Unlike ADCs, DACs come in two different types – voltage output and current output. Both types of output require some kind of low-pass filtering, but current output DACs also need current-to-voltage (I–V) conversion stages. There are a large number of DACs on the market, and it is essential to be selective in examining a few typical devices. Once again, the inclusion of a device here does not mean that I am giving it my personal recommendation. All the devices mentioned here are capable of 24-bit operation. And now in alphabetical order:

The Analog Devices AD1854 is a stereo audio DAC delivering 113 dB dynamic range and 112 dB SNR (A-weighted) at a 48 kHz sample rate. Maximum sample rate is 96 kHz. Differential analog voltage outputs give a maximum output of 5.6 V_pk-pk at FS and the output impedance is less than 200 Ω. It operates from a single +5 V supply rail, though there are separate supply pins for the analog and digital sections.

The Texas PCM1794A is a stereo audio DAC supporting sample rates up to 192 kHz. It has differential analog current outputs giving a maximum of 7.8 mA_pk-pk at FS. The analog section is powered from +5 V, the digital section from +3.3 V.

The Wolfson WM8740 is a stereo audio DAC supporting word lengths from 16 to 24 bits and sample rates up to 192 kHz. Differential analog voltage outputs give a maximum output of 2.82 V_pk-pk at FS. It can operate from a single +5 V supply rail, or the digital section can be run from +3.3 V to reduce power consumption.

Interfacing with DAC Outputs

Modern DACs use oversampling so that brickwall reconstruction filters are not necessary at the analog outputs. Nonetheless, some low-pass filtering is essential to remove high-frequency components from the output that could cause trouble downstream.

If you are using a DAC with a current output, the first thing you have to do is convert that current to a voltage. This is usually done with a shunt-feedback stage as shown in Figure 21.3, frequently called an I–V converter. The op-amp most popular for this job (and in fact explicitly recommended for the Texas PCM1794A) is no less than our old friend the 5534/5532. The filter capacitors C1, C2 keep down the slew rate required at the outputs of the I–V converters, and with their parallel resistors give a −3 dB roll-off at 88.2 kHz. The current output is simply scaled by the value of R1, R2 and results in a voltage output of 3.20 V_pk for 3.9 mA_pk out (half of the total 7.8 mApk-pk FS output) and when the two anti-phase voltages are combined in the differential amplifier that follows the total output is 6.4 V_pk or 4.5 Vrms. The differential amplifier has its own HF roll-off at 151 kHz to give further filtering, implemented by C3 and C4. The capacitors used must be linear; NP0 ceramic, polystyrene, or polypropylene are the only types suitable.
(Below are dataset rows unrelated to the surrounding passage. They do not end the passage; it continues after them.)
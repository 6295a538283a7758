//! Deciding what survives a purge.
//!
//! Every entry in the cache is a candidate.  The smallest rendering of each page is [Tier::Protected], everything
//! else is [Tier::Evictable].  Candidates are ranked protected first, then newest first within a tier, and kept in
//! that order until the next one would no longer fit.  So a page only loses its smallest rendering once every larger
//! rendering of every page is gone, and if even the protected renderings don't fit, the oldest of those go as well.
use crate::SizeKey;

/// Survival tier of a candidate.  Ordered so that tiers which are kept first sort first.
#[derive(Copy, Clone, Debug, Eq, PartialEq, Ord, PartialOrd)]
pub(crate) enum Tier {
    Protected,
    Evictable,
}

#[derive(Debug)]
pub(crate) struct Candidate<L> {
    pub(crate) tier: Tier,
    pub(crate) stamp: u64,
    pub(crate) bytes: u64,
    pub(crate) location: L,
}

#[derive(Debug)]
pub(crate) struct PurgePlan<L> {
    pub(crate) victims: Vec<L>,
    pub(crate) kept: usize,
    pub(crate) kept_bytes: u64,
}

/// Pick the rendering of a page which survives longest: the one with the smallest height.
pub(crate) fn smallest_size<'a>(sizes: impl Iterator<Item = &'a SizeKey>) -> Option<SizeKey> {
    sizes.min_by_key(|s| s.smallness()).copied()
}

pub(crate) fn tier_of(size: &SizeKey, smallest: Option<SizeKey>) -> Tier {
    if Some(*size) == smallest {
        Tier::Protected
    } else {
        Tier::Evictable
    }
}

/// Rank the candidates and split them into those which fit in `max_size` and those which don't.
pub(crate) fn plan<L>(mut candidates: Vec<Candidate<L>>, max_size: u64) -> PurgePlan<L> {
    candidates.sort_unstable_by(|a, b| a.tier.cmp(&b.tier).then(b.stamp.cmp(&a.stamp)));

    let mut kept_bytes = 0u64;
    let mut kept = candidates.len();
    for (i, c) in candidates.iter().enumerate() {
        match kept_bytes.checked_add(c.bytes) {
            Some(total) if total <= max_size => kept_bytes = total,
            _ => {
                kept = i;
                break;
            }
        }
    }

    let victims = candidates
        .split_off(kept)
        .into_iter()
        .map(|c| c.location)
        .collect();
    PurgePlan {
        victims,
        kept,
        kept_bytes,
    }
}

#[cfg(test)]
mod tests {
    use super::*;
    use crate::Rotation;

    fn cand(tier: Tier, stamp: u64, bytes: u64) -> Candidate<u64> {
        Candidate {
            tier,
            stamp,
            bytes,
            location: stamp,
        }
    }

    #[test]
    fn test_smallest_size() {
        let sizes = [
            SizeKey::new(Rotation::Rotate0, 100, 140),
            SizeKey::new(Rotation::Rotate0, 50, 70),
            SizeKey::new(Rotation::Rotate90, 70, 50),
        ];
        assert_eq!(smallest_size(sizes.iter()), Some(sizes[2]));
        assert_eq!(tier_of(&sizes[2], Some(sizes[2])), Tier::Protected);
        assert_eq!(tier_of(&sizes[0], Some(sizes[2])), Tier::Evictable);
        assert_eq!(smallest_size(std::iter::empty()), None);
    }

    #[test]
    fn test_protected_kept_before_newer_evictable() {
        let candidates = vec![
            cand(Tier::Evictable, 5, 100),
            cand(Tier::Protected, 1, 100),
            cand(Tier::Evictable, 4, 100),
            cand(Tier::Protected, 2, 100),
        ];
        let plan = plan(candidates, 300);
        assert_eq!(plan.kept, 3);
        assert_eq!(plan.kept_bytes, 300);
        assert_eq!(plan.victims, vec![4]);
    }

    // Once something doesn't fit, nothing ranked lower is kept either, even if it would fit.
    #[test]
    fn test_stops_at_first_misfit() {
        let candidates = vec![
            cand(Tier::Protected, 3, 60),
            cand(Tier::Evictable, 2, 50),
            cand(Tier::Evictable, 1, 10),
        ];
        let mut plan = plan(candidates, 100);
        plan.victims.sort_unstable();
        assert_eq!(plan.victims, vec![1, 2]);
        assert_eq!(plan.kept_bytes, 60);
    }

    #[test]
    fn test_protected_evicted_under_extreme_pressure() {
        let candidates = vec![
            cand(Tier::Protected, 1, 100),
            cand(Tier::Protected, 2, 100),
            cand(Tier::Evictable, 3, 1),
        ];
        let mut plan = plan(candidates, 150);
        plan.victims.sort_unstable();
        assert_eq!(plan.victims, vec![1, 3]);
        assert_eq!(plan.kept_bytes, 100);
    }

    #[test]
    fn test_everything_fits() {
        let candidates = vec![cand(Tier::Evictable, 1, 10), cand(Tier::Protected, 2, 10)];
        let plan = plan(candidates, 20);
        assert!(plan.victims.is_empty());
        assert_eq!(plan.kept, 2);
    }
}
Voltage output DACs are somewhat simpler to apply as there is no need for I–V converters and the outputs can drive an active low-pass filter directly. The output is usually differential to obtain enough voltage-swing capability within the limited supply voltage available, so differential to single-ended conversion is still required, and this is often cunningly implemented in the form of a differential low-pass filter.

Figure 21.4 shows a typical differential low-pass filter system; it has a third-order Bessel characteristic with a corner frequency of 92 kHz. The outputs are combined, and the first two poles are implemented by the differential multiple-feedback filter around U1:A and the third pole is produced by the passive network R7, C5. Note that the circuitry uses E96 resistor values in order to obtain the desired accuracy. Multiple-feedback filters are often preferred for this kind of application because they do not suffer from the failure of attenuation at very high frequencies that afflicts Sallen-and-Key filters, due to the inability of the op-amp to maintain a low impedance at its output when its open-loop gain, and hence its feedback factor, has fallen to a low value.

It must not be assumed from this that all DACs have differential outputs. For example, the Wolfson WM8726, described as a ‘low-cost stereo DAC’, has single-ended voltage outputs; it is recommended they are followed by a second-order low-pass filter.